## [TASK PROMPT]
Whenever a line below holds the word "Instant", copy that line.

DATA EXCERPTS section start

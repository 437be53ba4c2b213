use std::sync::atomic::Ordering;

use auto_clicker::settings::Settings;
use auto_clicker::state::SessionState;
use auto_clicker::trigger::{observe, Observation, Trigger};

#[test]
fn capture_sets_the_trigger_without_toggling() {
    let state = SessionState::from_settings(&Settings::default());
    state.begin_capture();

    let outcome = observe(&state, Trigger::parse("f6"));
    assert_eq!(outcome, Observation::Captured);
    assert!(!state.capturing.load(Ordering::SeqCst));
    assert_eq!(state.trigger(), Trigger::parse("f6"));

    // same event again, now outside capture mode: a plain match
    assert_eq!(observe(&state, Trigger::parse("f6")), Observation::Matched);
}

#[test]
fn capture_replaces_a_keyboard_trigger_with_a_mouse_one() {
    let state = SessionState::from_settings(&Settings::default());
    assert_eq!(state.trigger(), Trigger::parse("f6"));

    state.begin_capture();
    assert_eq!(
        observe(&state, Trigger::parse("Button.right")),
        Observation::Captured
    );
    assert_eq!(state.trigger().to_string(), "Button.right");

    // the old trigger no longer matches
    assert_eq!(observe(&state, Trigger::parse("f6")), Observation::Ignored);
    assert_eq!(
        observe(&state, Trigger::parse("Button.right")),
        Observation::Matched
    );
}

#[test]
fn only_the_exact_identifier_matches() {
    let state = SessionState::from_settings(&Settings::default());

    assert_eq!(observe(&state, Trigger::parse("f5")), Observation::Ignored);
    assert_eq!(
        observe(&state, Trigger::parse("Button.left")),
        Observation::Ignored
    );
    // a key named like a button suffix must not match a mouse trigger
    state.set_trigger(Trigger::parse("Button.right"));
    assert_eq!(
        observe(&state, Trigger::parse("right")),
        Observation::Ignored
    );
}
//! Window background image: decode once, rescale to the window size.

use std::path::Path;
use std::time::{Duration, Instant};

use anyhow::Context as _;
use eframe::egui;
use image::imageops::FilterType;
use image::DynamicImage;

/// Quiet period after the last size change before re-rendering, so drag
/// resizing does not rescale every intermediate frame.
const RESIZE_DEBOUNCE: Duration = Duration::from_millis(30);

/// Rescale to exactly `width x height` and pack as RGB for the GUI layer.
pub fn rescale(image: &DynamicImage, width: u32, height: u32) -> egui::ColorImage {
    let rgb = image.resize_exact(width, height, FilterType::Lanczos3).to_rgb8();
    egui::ColorImage::from_rgb([width as usize, height as usize], rgb.as_raw())
}

#[derive(Default)]
pub struct BackgroundRenderer {
    path: String,
    image: Option<DynamicImage>,
    texture: Option<egui::TextureHandle>,
    rendered: Option<[u32; 2]>,
    /// Target size and deadline of a debounced re-render.
    pending: Option<([u32; 2], Instant)>,
}

impl BackgroundRenderer {
    pub fn new() -> Self {
        Self::default()
    }

    /// Path of the current image, empty when none is set. Persisted in the
    /// config file.
    pub fn path(&self) -> &str {
        &self.path
    }

    /// Decode `path` fully into memory. On failure the previous background
    /// stays in place.
    pub fn set_image(&mut self, path: &Path) -> anyhow::Result<()> {
        let image = image::open(path)
            .with_context(|| format!("decode background image {}", path.display()))?;
        self.image = Some(image);
        self.path = path.to_string_lossy().into_owned();
        self.texture = None;
        self.rendered = None;
        self.pending = None;
        Ok(())
    }

    /// Per-frame upkeep. The first render after an image is set happens
    /// immediately; later size changes wait out the debounce window, and a
    /// new size while one is pending restarts it.
    pub fn update(&mut self, ctx: &egui::Context, size: [u32; 2]) {
        if self.image.is_none() {
            return;
        }
        let size = [size[0].max(1), size[1].max(1)];
        if self.rendered == Some(size) {
            self.pending = None;
            return;
        }

        let now = Instant::now();
        match self.pending {
            None if self.rendered.is_none() => self.render(ctx, size),
            Some((target, deadline)) if target == size => {
                if now >= deadline {
                    self.render(ctx, size);
                } else {
                    ctx.request_repaint_after(deadline - now);
                }
            }
            _ => {
                self.pending = Some((size, now + RESIZE_DEBOUNCE));
                ctx.request_repaint_after(RESIZE_DEBOUNCE);
            }
        }
    }

    pub fn texture(&self) -> Option<&egui::TextureHandle> {
        self.texture.as_ref()
    }

    fn render(&mut self, ctx: &egui::Context, size: [u32; 2]) {
        let Some(image) = self.image.as_ref() else {
            return;
        };
        let pixels = rescale(image, size[0], size[1]);
        self.texture = Some(ctx.load_texture("background", pixels, egui::TextureOptions::LINEAR));
        self.rendered = Some(size);
        self.pending = None;
    }
}
use serde::{Deserialize, Serialize};
use std::path::{Path, PathBuf};

/// Flat settings record persisted as pretty JSON. Field names match the keys
/// written by earlier builds so existing config files keep loading; the delay
/// fields stay raw text, not parsed numbers.
#[derive(Debug, Clone, PartialEq, Serialize, Deserialize)]
pub struct Settings {
    #[serde(default = "default_hotkey")]
    pub hotkey: String,
    #[serde(default)]
    pub h: String,
    #[serde(default)]
    pub m: String,
    #[serde(default)]
    pub s: String,
    #[serde(default)]
    pub ms: String,
    /// "left" or "right"; anything else falls back to left on use.
    #[serde(default = "default_click")]
    pub click: String,
    /// Background image path; empty when none was chosen.
    #[serde(default)]
    pub bg: String,
    #[serde(default = "default_win_w")]
    pub win_w: u32,
    #[serde(default = "default_win_h")]
    pub win_h: u32,
}

fn default_hotkey() -> String {
    "f6".to_string()
}

fn default_click() -> String {
    "left".to_string()
}

fn default_win_w() -> u32 {
    600
}

fn default_win_h() -> u32 {
    400
}

impl Default for Settings {
    fn default() -> Self {
        Self {
            hotkey: default_hotkey(),
            h: String::new(),
            m: String::new(),
            s: String::new(),
            ms: String::new(),
            click: default_click(),
            bg: String::new(),
            win_w: default_win_w(),
            win_h: default_win_h(),
        }
    }
}

impl Settings {
    /// Load from `path`. A missing or unreadable file and any parse error
    /// fall back to defaults; nothing is surfaced to the user.
    pub fn load(path: &Path) -> Self {
        let content = match std::fs::read_to_string(path) {
            Ok(content) => content,
            Err(err) => {
                tracing::debug!("no settings at {}: {err}", path.display());
                return Self::default();
            }
        };

        match serde_json::from_str(&content) {
            Ok(settings) => settings,
            Err(err) => {
                tracing::warn!("ignoring malformed settings {}: {err}", path.display());
                Self::default()
            }
        }
    }

    pub fn save(&self, path: &Path) -> anyhow::Result<()> {
        let json = serde_json::to_string_pretty(self)?;
        std::fs::write(path, json)?;
        Ok(())
    }
}

/// `config.json` beside the executable, or under the working directory when
/// the executable path is unavailable.
pub fn default_path() -> PathBuf {
    std::env::current_exe()
        .ok()
        .and_then(|exe| exe.parent().map(Path::to_path_buf))
        .unwrap_or_else(|| PathBuf::from("."))
        .join("config.json")
}
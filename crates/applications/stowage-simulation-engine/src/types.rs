//! Per-period bookkeeping produced by the period engine

use serde::{Deserialize, Serialize};

use stowage_core::{AreaId, Item, PeriodSnapshot};

/// Arrival and departure counts drawn for one period
#[derive(Debug, Clone, Copy, Default, PartialEq, Eq, Serialize, Deserialize)]
pub struct Demand {
    pub arrivals: u32,
    pub departures: u32,
}

impl Demand {
    pub fn new(arrivals: u32, departures: u32) -> Self {
        Demand { arrivals, departures }
    }
}

/// Items actually stored into and removed from one area during a period
#[derive(Debug, Clone, Copy, Default, PartialEq, Eq, Serialize, Deserialize)]
pub struct AreaFlow {
    pub stored: usize,
    pub removed: usize,
}

/// An item released from an area
#[derive(Debug, Clone, Copy, PartialEq, Eq, Serialize, Deserialize)]
pub struct Departure {
    pub area: AreaId,
    pub item: Item,
}

/// Everything that happened in one period
#[derive(Debug, Clone, PartialEq)]
pub struct PeriodOutcome {
    pub snapshot: PeriodSnapshot,
    pub demand: Demand,
    /// Indexed by area position
    pub flows: Vec<AreaFlow>,
    /// Arrivals lost because every area was full
    pub dropped: u32,
    /// Departure attempts with no eligible area
    pub unfulfilled: u32,
    /// Released items in removal order
    pub departed: Vec<Departure>,
}

impl PeriodOutcome {
    pub fn stored(&self) -> usize {
        self.flows.iter().map(|flow| flow.stored).sum()
    }

    pub fn removed(&self) -> usize {
        self.flows.iter().map(|flow| flow.removed).sum()
    }
}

DATA EXCERPTS section end

## [SOLUTION TO THE EXERCISE]
use std::time::{Duration, Instant};
    pending: Option<([u32; 2], Instant)>,
        let now = Instant::now();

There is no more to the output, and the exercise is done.